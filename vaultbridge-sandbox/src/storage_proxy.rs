//! Sandbox-side facade over the host's key/value store.
//!
//! Each operation posts an `async-storage` frame and suspends until the
//! host's correlated response arrives. The proxy owns its own id space,
//! independent of call ids: monotonically increasing from 0 for the
//! lifetime of the runtime instance.

use crate::post::OutboundPost;
use serde_json::Value;
use std::collections::HashMap;
use std::sync::atomic::{AtomicU64, Ordering};
use std::sync::{Arc, Mutex};
use thiserror::Error;
use tokio::sync::oneshot;
use tracing::debug;
use vaultbridge_types::{SandboxFrame, StorageFault, StorageOp, StorageRequestId, StorageResponse};

/// A storage response named an id with no pending request.
///
/// Either the host answered twice or it invented an id; both indicate a
/// protocol defect on the other side of the bridge.
#[derive(Debug, Error)]
#[error("no pending storage request {id}")]
pub struct UnknownStorageRequest {
    pub id: StorageRequestId,
}

type PendingStorage = Mutex<HashMap<StorageRequestId, oneshot::Sender<Result<Value, StorageFault>>>>;

/// Forwards storage operations to the host and settles them from the
/// host's replies. Cheap to clone; all clones share the id space and the
/// pending table.
#[derive(Clone)]
pub struct StorageProxy {
    inner: Arc<ProxyInner>,
}

struct ProxyInner {
    next_id: AtomicU64,
    pending: PendingStorage,
    post: OutboundPost,
}

impl StorageProxy {
    /// Creates a proxy posting requests through the given shim.
    #[must_use]
    pub fn new(post: OutboundPost) -> Self {
        Self {
            inner: Arc::new(ProxyInner {
                next_id: AtomicU64::new(0),
                pending: Mutex::new(HashMap::new()),
                post,
            }),
        }
    }

    /// Settles the pending request the response correlates with.
    ///
    /// The receiving half may already be gone (fire-and-forget
    /// operations discard it); that is not an error. An unknown id is.
    pub fn apply_response(&self, response: StorageResponse) -> Result<(), UnknownStorageRequest> {
        let id = response.id();
        let Some(tx) = self.inner.pending.lock().expect("pending lock").remove(&id) else {
            return Err(UnknownStorageRequest { id });
        };

        let outcome = match response {
            StorageResponse::Resolve { result, .. } => Ok(result),
            StorageResponse::Reject { error, .. } => Err(error),
        };
        let _ = tx.send(outcome);
        Ok(())
    }

    /// Number of requests awaiting a response.
    pub fn pending_len(&self) -> usize {
        self.inner.pending.lock().expect("pending lock").len()
    }

    fn send_request(
        &self,
        op: StorageOp,
        args: Vec<Value>,
    ) -> oneshot::Receiver<Result<Value, StorageFault>> {
        let id = self.inner.next_id.fetch_add(1, Ordering::Relaxed);
        let (tx, rx) = oneshot::channel();
        self.inner
            .pending
            .lock()
            .expect("pending lock")
            .insert(id, tx);

        debug!(request_id = id, op = %op, "delegating storage operation");
        self.inner.post.post(&SandboxFrame::AsyncStorage { id, op, args });
        rx
    }

    async fn call(&self, op: StorageOp, args: Vec<Value>) -> Result<Value, StorageFault> {
        match self.send_request(op, args).await {
            Ok(outcome) => outcome,
            // The runtime dropped while we were suspended; nothing will
            // ever answer.
            Err(_) => Err(StorageFault::new(
                "ChannelError",
                "sandbox runtime stopped before the storage response arrived",
            )),
        }
    }

    // ── typed operation wrappers ─────────────────────────────────

    pub async fn get_item(&self, key: &str) -> Result<Option<String>, StorageFault> {
        decode_optional_string(self.call(StorageOp::GetItem, vec![Value::from(key)]).await?)
    }

    pub async fn set_item(&self, key: &str, value: &str) -> Result<(), StorageFault> {
        self.call(StorageOp::SetItem, vec![Value::from(key), Value::from(value)])
            .await
            .map(|_| ())
    }

    pub async fn remove_item(&self, key: &str) -> Result<(), StorageFault> {
        self.call(StorageOp::RemoveItem, vec![Value::from(key)])
            .await
            .map(|_| ())
    }

    pub async fn merge_item(&self, key: &str, value: &str) -> Result<(), StorageFault> {
        self.call(StorageOp::MergeItem, vec![Value::from(key), Value::from(value)])
            .await
            .map(|_| ())
    }

    pub async fn clear(&self) -> Result<(), StorageFault> {
        self.call(StorageOp::Clear, vec![]).await.map(|_| ())
    }

    pub async fn get_all_keys(&self) -> Result<Vec<String>, StorageFault> {
        let value = self.call(StorageOp::GetAllKeys, vec![]).await?;
        serde_json::from_value(value)
            .map_err(|err| StorageFault::new("TypeError", format!("expected key list: {err}")))
    }

    /// Fire-and-forget: the request is posted, the eventual response
    /// settles a discarded handler.
    pub fn flush_get_requests(&self) {
        drop(self.send_request(StorageOp::FlushGetRequests, vec![]));
    }

    pub async fn multi_get(
        &self,
        keys: &[String],
    ) -> Result<Vec<(String, Option<String>)>, StorageFault> {
        let args = vec![serde_json::to_value(keys).expect("string list is JSON-safe")];
        let value = self.call(StorageOp::MultiGet, args).await?;
        serde_json::from_value(value)
            .map_err(|err| StorageFault::new("TypeError", format!("expected pair list: {err}")))
    }

    pub async fn multi_set(&self, pairs: &[(String, String)]) -> Result<(), StorageFault> {
        let args = vec![serde_json::to_value(pairs).expect("pair list is JSON-safe")];
        self.call(StorageOp::MultiSet, args).await.map(|_| ())
    }

    pub async fn multi_remove(&self, keys: &[String]) -> Result<(), StorageFault> {
        let args = vec![serde_json::to_value(keys).expect("string list is JSON-safe")];
        self.call(StorageOp::MultiRemove, args).await.map(|_| ())
    }

    pub async fn multi_merge(&self, pairs: &[(String, String)]) -> Result<(), StorageFault> {
        let args = vec![serde_json::to_value(pairs).expect("pair list is JSON-safe")];
        self.call(StorageOp::MultiMerge, args).await.map(|_| ())
    }
}

fn decode_optional_string(value: Value) -> Result<Option<String>, StorageFault> {
    match value {
        Value::Null => Ok(None),
        Value::String(s) => Ok(Some(s)),
        other => Err(StorageFault::new(
            "TypeError",
            format!("expected string or null, got {other}"),
        )),
    }
}
//! Error values that cross the realm boundary.

use serde::{Deserialize, Serialize};
use serde_json::Value;
use std::fmt;
use thiserror::Error;

/// JSON-safe representation of a fault raised inside a realm.
///
/// A fault that is not a structured error degenerates to an empty record,
/// so every field is optional on the wire. JSON cannot carry NaN: where
/// the source realm had nothing numeric for `line`/`column`, the wire
/// carries `null` and this type carries `None`.
#[derive(Debug, Clone, Default, PartialEq, Serialize, Deserialize)]
#[serde(default)]
pub struct SerializedError {
    #[serde(skip_serializing_if = "Option::is_none")]
    pub name: Option<String>,
    #[serde(skip_serializing_if = "Option::is_none")]
    pub message: Option<String>,
    #[serde(skip_serializing_if = "Option::is_none")]
    pub stack: Option<String>,
    #[serde(skip_serializing_if = "Option::is_none")]
    pub line: Option<f64>,
    #[serde(skip_serializing_if = "Option::is_none")]
    pub column: Option<f64>,
    /// Passed through unconverted when the fault carried one.
    #[serde(skip_serializing_if = "Option::is_none")]
    pub code: Option<Value>,
}

impl SerializedError {
    /// The empty record produced from a non-structured fault.
    #[must_use]
    pub fn empty() -> Self {
        Self::default()
    }

    /// Whether this is the degenerate empty record.
    pub fn is_empty(&self) -> bool {
        *self == Self::default()
    }
}

impl fmt::Display for SerializedError {
    fn fmt(&self, f: &mut fmt::Formatter<'_>) -> fmt::Result {
        write!(
            f,
            "{}: {}",
            self.name.as_deref().unwrap_or("Error"),
            self.message.as_deref().unwrap_or("")
        )
    }
}

/// A structured fault raised by a sandboxed handler.
///
/// This is the realm-local error type; it converts losslessly into
/// [`SerializedError`] for the wire and is reconstructed from one on the
/// receiving side (absent fields fall back to the defaults a bare error
/// object would have).
#[derive(Debug, Clone, PartialEq, Error)]
#[error("{name}: {message}")]
pub struct CallFault {
    pub name: String,
    pub message: String,
    pub stack: Option<String>,
    pub line: Option<f64>,
    pub column: Option<f64>,
    pub code: Option<Value>,
}

impl CallFault {
    /// Creates a fault with a name and message.
    #[must_use]
    pub fn new(name: impl Into<String>, message: impl Into<String>) -> Self {
        Self {
            name: name.into(),
            message: message.into(),
            stack: None,
            line: None,
            column: None,
            code: None,
        }
    }

    /// The fault produced when a call names a function the registry does
    /// not know.
    #[must_use]
    pub fn reference_error(path: &str) -> Self {
        Self::new("ReferenceError", format!("{path} is not defined"))
    }

    /// Synthesizes a fault from bare location fields, for faults that
    /// arrive without a structured error object. The stack is formed as
    /// `filename:line:column`.
    #[must_use]
    pub fn from_location(message: impl Into<String>, filename: &str, line: f64, column: f64) -> Self {
        Self::new("Error", message)
            .with_stack(format!("{filename}:{line}:{column}"))
            .at(line, column)
    }

    /// Attaches a stack string.
    #[must_use]
    pub fn with_stack(mut self, stack: impl Into<String>) -> Self {
        self.stack = Some(stack.into());
        self
    }

    /// Attaches a source position.
    #[must_use]
    pub fn at(mut self, line: f64, column: f64) -> Self {
        self.line = Some(line);
        self.column = Some(column);
        self
    }

    /// Attaches an application-defined code.
    #[must_use]
    pub fn with_code(mut self, code: Value) -> Self {
        self.code = Some(code);
        self
    }
}

impl From<CallFault> for SerializedError {
    fn from(fault: CallFault) -> Self {
        Self {
            name: Some(fault.name),
            message: Some(fault.message),
            stack: fault.stack,
            line: fault.line,
            column: fault.column,
            code: fault.code,
        }
    }
}

impl From<SerializedError> for CallFault {
    fn from(err: SerializedError) -> Self {
        Self {
            name: err.name.unwrap_or_else(|| "Error".to_string()),
            message: err.message.unwrap_or_default(),
            stack: err.stack,
            line: err.line,
            column: err.column,
            code: err.code,
        }
    }
}

/// Reduced fault for storage operations: name and message only.
#[derive(Debug, Clone, PartialEq, Serialize, Deserialize, Error)]
#[error("{name}: {message}")]
pub struct StorageFault {
    pub name: String,
    pub message: String,
}

impl StorageFault {
    /// Creates a storage fault.
    #[must_use]
    pub fn new(name: impl Into<String>, message: impl Into<String>) -> Self {
        Self {
            name: name.into(),
            message: message.into(),
        }
    }
}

- - -

> _WORK INSTRUCTION_
If a line of the data contains the word "PendingStorage", it counts toward the total; state that total alone.

> _SOLUTION TO THIS TASK_
2